# [WHAT THIS TASK INVOLVES]
Go through the listing below from its first line and repeat each line exactly, ending at the line containing "pub struct RegionSpec" and including it.

# [DATASET ENTRIES]
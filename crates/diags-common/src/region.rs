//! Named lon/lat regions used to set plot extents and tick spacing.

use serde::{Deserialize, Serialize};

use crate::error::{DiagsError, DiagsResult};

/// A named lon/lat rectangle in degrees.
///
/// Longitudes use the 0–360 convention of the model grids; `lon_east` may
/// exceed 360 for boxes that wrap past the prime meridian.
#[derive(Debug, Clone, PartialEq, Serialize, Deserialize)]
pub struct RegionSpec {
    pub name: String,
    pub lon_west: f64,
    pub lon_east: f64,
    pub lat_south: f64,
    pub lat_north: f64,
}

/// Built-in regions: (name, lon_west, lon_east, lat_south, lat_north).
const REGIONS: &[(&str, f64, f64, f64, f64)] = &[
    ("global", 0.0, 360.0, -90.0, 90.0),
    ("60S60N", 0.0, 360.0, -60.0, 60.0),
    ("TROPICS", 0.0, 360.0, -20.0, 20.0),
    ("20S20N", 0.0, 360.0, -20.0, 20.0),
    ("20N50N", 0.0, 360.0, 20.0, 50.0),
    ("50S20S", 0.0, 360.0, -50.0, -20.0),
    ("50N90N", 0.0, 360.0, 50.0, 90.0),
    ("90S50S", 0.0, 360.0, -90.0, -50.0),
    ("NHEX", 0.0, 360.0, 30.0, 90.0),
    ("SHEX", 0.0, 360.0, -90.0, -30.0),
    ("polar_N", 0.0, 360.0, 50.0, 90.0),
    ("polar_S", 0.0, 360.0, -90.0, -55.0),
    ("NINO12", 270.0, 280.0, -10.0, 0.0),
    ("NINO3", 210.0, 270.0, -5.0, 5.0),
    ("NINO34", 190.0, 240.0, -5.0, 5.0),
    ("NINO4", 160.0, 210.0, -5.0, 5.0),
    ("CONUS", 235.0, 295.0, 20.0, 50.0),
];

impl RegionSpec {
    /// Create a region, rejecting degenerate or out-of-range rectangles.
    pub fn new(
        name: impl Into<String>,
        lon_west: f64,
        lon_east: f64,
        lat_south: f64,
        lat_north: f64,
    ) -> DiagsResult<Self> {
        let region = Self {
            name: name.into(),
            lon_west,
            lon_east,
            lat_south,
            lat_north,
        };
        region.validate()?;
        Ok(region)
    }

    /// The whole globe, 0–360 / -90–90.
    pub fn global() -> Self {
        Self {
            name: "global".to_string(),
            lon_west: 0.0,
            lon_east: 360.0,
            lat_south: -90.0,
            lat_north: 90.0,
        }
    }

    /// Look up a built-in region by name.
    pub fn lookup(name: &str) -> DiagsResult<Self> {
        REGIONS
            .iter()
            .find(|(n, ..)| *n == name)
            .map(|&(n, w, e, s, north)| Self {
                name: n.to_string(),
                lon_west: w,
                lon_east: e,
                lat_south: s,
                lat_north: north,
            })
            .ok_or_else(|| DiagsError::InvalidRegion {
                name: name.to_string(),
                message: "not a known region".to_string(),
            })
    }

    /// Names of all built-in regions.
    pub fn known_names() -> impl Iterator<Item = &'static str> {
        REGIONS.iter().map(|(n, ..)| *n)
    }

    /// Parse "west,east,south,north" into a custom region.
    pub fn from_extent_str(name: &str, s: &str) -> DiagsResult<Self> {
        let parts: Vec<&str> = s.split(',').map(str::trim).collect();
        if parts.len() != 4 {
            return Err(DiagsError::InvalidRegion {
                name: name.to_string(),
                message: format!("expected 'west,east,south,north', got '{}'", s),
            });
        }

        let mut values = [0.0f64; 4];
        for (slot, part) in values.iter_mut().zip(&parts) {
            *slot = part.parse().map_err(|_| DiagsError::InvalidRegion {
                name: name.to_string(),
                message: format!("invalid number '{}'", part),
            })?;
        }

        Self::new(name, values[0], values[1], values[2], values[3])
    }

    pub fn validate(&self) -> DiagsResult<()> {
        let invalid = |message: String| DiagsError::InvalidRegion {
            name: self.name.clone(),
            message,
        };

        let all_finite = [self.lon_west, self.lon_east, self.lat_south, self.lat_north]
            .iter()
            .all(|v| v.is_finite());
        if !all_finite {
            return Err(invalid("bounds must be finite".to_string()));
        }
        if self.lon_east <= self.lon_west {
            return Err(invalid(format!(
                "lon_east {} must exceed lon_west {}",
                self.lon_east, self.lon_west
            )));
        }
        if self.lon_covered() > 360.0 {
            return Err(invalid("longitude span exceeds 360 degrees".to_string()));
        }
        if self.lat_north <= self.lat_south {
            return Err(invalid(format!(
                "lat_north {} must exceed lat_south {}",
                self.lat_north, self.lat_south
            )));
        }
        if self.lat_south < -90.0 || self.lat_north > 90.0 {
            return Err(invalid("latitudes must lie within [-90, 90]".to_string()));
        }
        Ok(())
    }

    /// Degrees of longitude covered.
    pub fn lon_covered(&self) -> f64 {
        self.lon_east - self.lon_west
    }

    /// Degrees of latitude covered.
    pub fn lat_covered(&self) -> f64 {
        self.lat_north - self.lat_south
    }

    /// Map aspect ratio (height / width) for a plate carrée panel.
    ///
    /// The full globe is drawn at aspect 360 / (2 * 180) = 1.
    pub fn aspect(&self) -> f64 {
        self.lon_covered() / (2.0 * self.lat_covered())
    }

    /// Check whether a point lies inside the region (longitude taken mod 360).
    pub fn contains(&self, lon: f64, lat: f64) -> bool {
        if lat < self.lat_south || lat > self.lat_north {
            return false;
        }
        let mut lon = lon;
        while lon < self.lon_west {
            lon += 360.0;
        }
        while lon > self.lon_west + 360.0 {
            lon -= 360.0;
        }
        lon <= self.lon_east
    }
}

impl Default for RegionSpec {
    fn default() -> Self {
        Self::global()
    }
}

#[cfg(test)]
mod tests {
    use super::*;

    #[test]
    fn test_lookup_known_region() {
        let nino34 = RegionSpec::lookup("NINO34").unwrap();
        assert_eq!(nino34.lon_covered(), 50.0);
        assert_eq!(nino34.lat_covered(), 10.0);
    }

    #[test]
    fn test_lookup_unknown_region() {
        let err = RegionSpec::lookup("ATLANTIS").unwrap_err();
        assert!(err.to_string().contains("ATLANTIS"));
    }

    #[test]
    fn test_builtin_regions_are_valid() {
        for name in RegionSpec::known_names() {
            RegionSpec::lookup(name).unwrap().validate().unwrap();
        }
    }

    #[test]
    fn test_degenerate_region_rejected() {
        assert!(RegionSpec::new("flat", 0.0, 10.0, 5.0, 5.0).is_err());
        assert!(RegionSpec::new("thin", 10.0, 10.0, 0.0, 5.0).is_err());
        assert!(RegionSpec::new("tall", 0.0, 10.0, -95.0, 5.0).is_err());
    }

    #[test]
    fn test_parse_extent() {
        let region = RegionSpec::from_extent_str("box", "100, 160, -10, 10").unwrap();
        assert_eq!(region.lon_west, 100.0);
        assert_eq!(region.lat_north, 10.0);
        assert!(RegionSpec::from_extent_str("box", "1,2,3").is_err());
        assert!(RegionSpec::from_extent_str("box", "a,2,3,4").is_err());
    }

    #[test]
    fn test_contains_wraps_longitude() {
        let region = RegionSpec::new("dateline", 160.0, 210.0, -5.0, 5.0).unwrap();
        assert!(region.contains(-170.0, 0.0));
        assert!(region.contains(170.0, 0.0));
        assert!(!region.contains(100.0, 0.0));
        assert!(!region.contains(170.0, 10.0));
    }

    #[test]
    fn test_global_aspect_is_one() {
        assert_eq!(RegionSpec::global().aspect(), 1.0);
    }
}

# [TASK SOLUTION]
filename crates/diags-common/src/region.rs
//! Named lon/lat regions used to set plot extents and tick spacing.

use serde::{Deserialize, Serialize};

use crate::error::{DiagsError, DiagsResult};

/// A named lon/lat rectangle in degrees.
///
/// Longitudes use the 0–360 convention of the model grids; `lon_east` may
/// exceed 360 for boxes that wrap past the prime meridian.
#[derive(Debug, Clone, PartialEq, Serialize, Deserialize)]
pub struct RegionSpec {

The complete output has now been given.